HS5. The degree to which my career seems “stalled.”

3.01 ± 1.03

PSM

(1–5)

PSM1. Meaningful public service is very important to me.

3.98 ± 0.77

PSM2. I am often reminded by daily events about how dependent we are on one another.

3.88 ± 0.80

PSM3. Making a difference in society means more to me than personal achievements.

3.74 ± 0.85

PSM4. I am prepared to make sacrifices for the good of society.

3.41 ± 0.96

PSM5. I am not afraid to go to bat for the rights of others, even if it means I will be ridiculed.

3.45 ± 0.91

Job performance

(1–4)

JP1. Quality of your performance.

3.80 ± 0.67

JP2. Your productivity on the job.

3.86 ± 0.70

JP3. How do you evaluate the performance of your peers at their jobs compared with yourself doing the same kind of work?

3.88 ± 0.68

JP4. How do you evaluate the performance of yourself at your job compared with your peers doing the same kind of work?

3.86 ± 0.69

PSM was measured with a five-item scale developed by Coursey and Pandey [18]. For example, the item, “Making a difference in society means more to me than personal achievements” (Table 2) asks the respondents to rate their PSM on a scale from 1 (strongly disagree) to 5 (strongly agree). Higher values indicate greater PSM. In our research, this scale was shown to have high reliability (α = 0.84).

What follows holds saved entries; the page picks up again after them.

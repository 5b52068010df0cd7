//! External collaborator contracts
//!
//! Follows the same trait-based pattern as the engine's other seams:
//! - `ExperimentStore` / `IndexSettingsStore` traits for abstraction
//! - `HttpExperimentClient` / `HttpSettingsClient` for production (http.rs)
//! - `MockExperimentStore` / `MockSettingsStore` for testing
//!
//! All calls are awaited sequentially by the callers; nothing here retries
//! automatically — retry is operator-initiated.

pub mod http;

use async_trait::async_trait;
use serde_json::{Map, Value};
use std::time::Duration;
use thiserror::Error;

use crate::experiment::{ConclusionPayload, CreateExperimentRequest, Experiment, ResultsSnapshot};

pub use http::{HttpExperimentClient, HttpSettingsClient};

/// Collaborator call failures
///
/// Every variant is retryable from the operator's point of view: the
/// workflow surfaces the error and stays where it was.
#[derive(Debug, Error)]
pub enum StoreError {
    #[error("collaborator unreachable: {0}")]
    Unreachable(String),

    #[error("collaborator returned invalid response: {0}")]
    InvalidResponse(String),

    #[error("collaborator call timed out after {0:?}")]
    Timeout(Duration),

    #[error("collaborator rejected request (HTTP {status}): {message}")]
    Api { status: u16, message: String },
}

/// Experiment persistence and statistics collaborator
#[async_trait]
pub trait ExperimentStore: Send + Sync {
    /// Create an experiment in draft status
    async fn create(&self, request: &CreateExperimentRequest) -> Result<Experiment, StoreError>;

    /// Transition a draft experiment to running
    async fn start(&self, id: &str) -> Result<Experiment, StoreError>;

    /// Manually stop a running experiment
    async fn stop(&self, id: &str) -> Result<Experiment, StoreError>;

    /// Fetch the latest results snapshot
    async fn fetch_results(&self, id: &str) -> Result<ResultsSnapshot, StoreError>;

    /// Conclude the experiment with the decision payload
    async fn conclude(
        &self,
        id: &str,
        payload: &ConclusionPayload,
    ) -> Result<Experiment, StoreError>;
}

/// Index configuration collaborator
///
/// Promotion merges a variant's query overrides into the base index's live
/// settings. Must succeed before a conclusion may claim `promoted: true`.
#[async_trait]
pub trait IndexSettingsStore: Send + Sync {
    async fn apply_overrides(
        &self,
        index_name: &str,
        overrides: &Map<String, Value>,
    ) -> Result<(), StoreError>;
}

/// Mock experiment store for testing
///
/// Records conclude calls and returns preconfigured responses.
#[cfg(test)]
pub struct MockExperimentStore {
    pub snapshot: std::sync::Mutex<ResultsSnapshot>,
    pub concluded: std::sync::Mutex<Vec<(String, ConclusionPayload)>>,
    pub conclude_error: std::sync::Mutex<Option<String>>,
    pub fetch_error: std::sync::Mutex<Option<String>>,
    pub fetch_count: std::sync::atomic::AtomicU32,
}

#[cfg(test)]
impl MockExperimentStore {
    pub fn new(snapshot: ResultsSnapshot) -> Self {
        Self {
            snapshot: std::sync::Mutex::new(snapshot),
            concluded: std::sync::Mutex::new(Vec::new()),
            conclude_error: std::sync::Mutex::new(None),
            fetch_error: std::sync::Mutex::new(None),
            fetch_count: std::sync::atomic::AtomicU32::new(0),
        }
    }

    pub fn failing_conclude(snapshot: ResultsSnapshot, message: &str) -> Self {
        let store = Self::new(snapshot);
        *store.conclude_error.lock().unwrap() = Some(message.to_string());
        store
    }

    pub fn conclude_calls(&self) -> Vec<(String, ConclusionPayload)> {
        self.concluded.lock().unwrap().clone()
    }

    pub fn fetches(&self) -> u32 {
        self.fetch_count.load(std::sync::atomic::Ordering::Relaxed)
    }
}

#[cfg(test)]
#[async_trait]
#[allow(clippy::unwrap_used)]
impl ExperimentStore for MockExperimentStore {
    async fn create(&self, request: &CreateExperimentRequest) -> Result<Experiment, StoreError> {
        Ok(Experiment {
            id: "exp-mock".to_string(),
            name: request.name.clone(),
            index_name: request.index_name.clone(),
            status: crate::experiment::ExperimentStatus::Draft,
            traffic_split: request.traffic_split,
            control: request.control.clone(),
            variant: request.variant.clone(),
            primary_metric: request.primary_metric.clone(),
            minimum_days: request.minimum_days,
            created_at: chrono::Utc::now(),
            started_at: None,
            ended_at: None,
            conclusion: None,
        })
    }

    async fn start(&self, id: &str) -> Result<Experiment, StoreError> {
        Err(StoreError::InvalidResponse(format!(
            "start not configured for {id}"
        )))
    }

    async fn stop(&self, id: &str) -> Result<Experiment, StoreError> {
        Err(StoreError::InvalidResponse(format!(
            "stop not configured for {id}"
        )))
    }

    async fn fetch_results(&self, _id: &str) -> Result<ResultsSnapshot, StoreError> {
        self.fetch_count
            .fetch_add(1, std::sync::atomic::Ordering::Relaxed);
        if let Some(message) = self.fetch_error.lock().unwrap().clone() {
            return Err(StoreError::Unreachable(message));
        }
        Ok(self.snapshot.lock().unwrap().clone())
    }

    async fn conclude(
        &self,
        id: &str,
        payload: &ConclusionPayload,
    ) -> Result<Experiment, StoreError> {
        if let Some(message) = self.conclude_error.lock().unwrap().clone() {
            return Err(StoreError::Unreachable(message));
        }
        self.concluded
            .lock()
            .unwrap()
            .push((id.to_string(), payload.clone()));
        Ok(Experiment {
            id: id.to_string(),
            name: "concluded".to_string(),
            index_name: "products".to_string(),
            status: crate::experiment::ExperimentStatus::Concluded,
            traffic_split: 0.5,
            control: crate::experiment::ControlSpec::default(),
            variant: crate::experiment::VariantSpec {
                name: "variant".to_string(),
                query_overrides: None,
                index_name: None,
            },
            primary_metric: "conversionRate".to_string(),
            minimum_days: 7,
            created_at: chrono::Utc::now(),
            started_at: None,
            ended_at: Some(chrono::Utc::now()),
            conclusion: Some(crate::experiment::ConclusionRecord {
                winner: payload.winner,
                reason: payload.reason.clone(),
                control_metric: payload.control_metric,
                variant_metric: payload.variant_metric,
                confidence: payload.confidence,
                significant: payload.significant,
                promoted: payload.promoted,
            }),
        })
    }
}

/// Mock settings store for testing
///
/// Records applied overrides and optionally fails every call.
#[cfg(test)]
#[derive(Default)]
pub struct MockSettingsStore {
    pub applied: std::sync::Mutex<Vec<(String, Map<String, Value>)>>,
    pub fail_with: std::sync::Mutex<Option<String>>,
}

#[cfg(test)]
impl MockSettingsStore {
    pub fn new() -> Self {
        Self::default()
    }

    pub fn failing(message: &str) -> Self {
        let store = Self::default();
        *store.fail_with.lock().unwrap() = Some(message.to_string());
        store
    }

    pub fn applied_calls(&self) -> Vec<(String, Map<String, Value>)> {
        self.applied.lock().unwrap().clone()
    }
}

#[cfg(test)]
#[async_trait]
#[allow(clippy::unwrap_used)]
impl IndexSettingsStore for MockSettingsStore {
    async fn apply_overrides(
        &self,
        index_name: &str,
        overrides: &Map<String, Value>,
    ) -> Result<(), StoreError> {
        if let Some(message) = self.fail_with.lock().unwrap().clone() {
            return Err(StoreError::Unreachable(message));
        }
        self.applied
            .lock()
            .unwrap()
            .push((index_name.to_string(), overrides.clone()));
        Ok(())
    }
}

Job performance was measured with a four-item scale that was developed by Darwish [20]. For example, the questions “Quality of your performance” and “How do you evaluate the performance of yourself at your job compared with your peers doing the same kind of work?” (Table 2) ask the respondents to rate their job performance on a scale from 1 (no good) to 5 (very good). Higher values indicate greater job performance. The self-appraisal of job performance as an evaluation device had been adopted by others and yielded acceptable outcomes [21, 22]. This scale was shown to have high reliability (α = 0.86).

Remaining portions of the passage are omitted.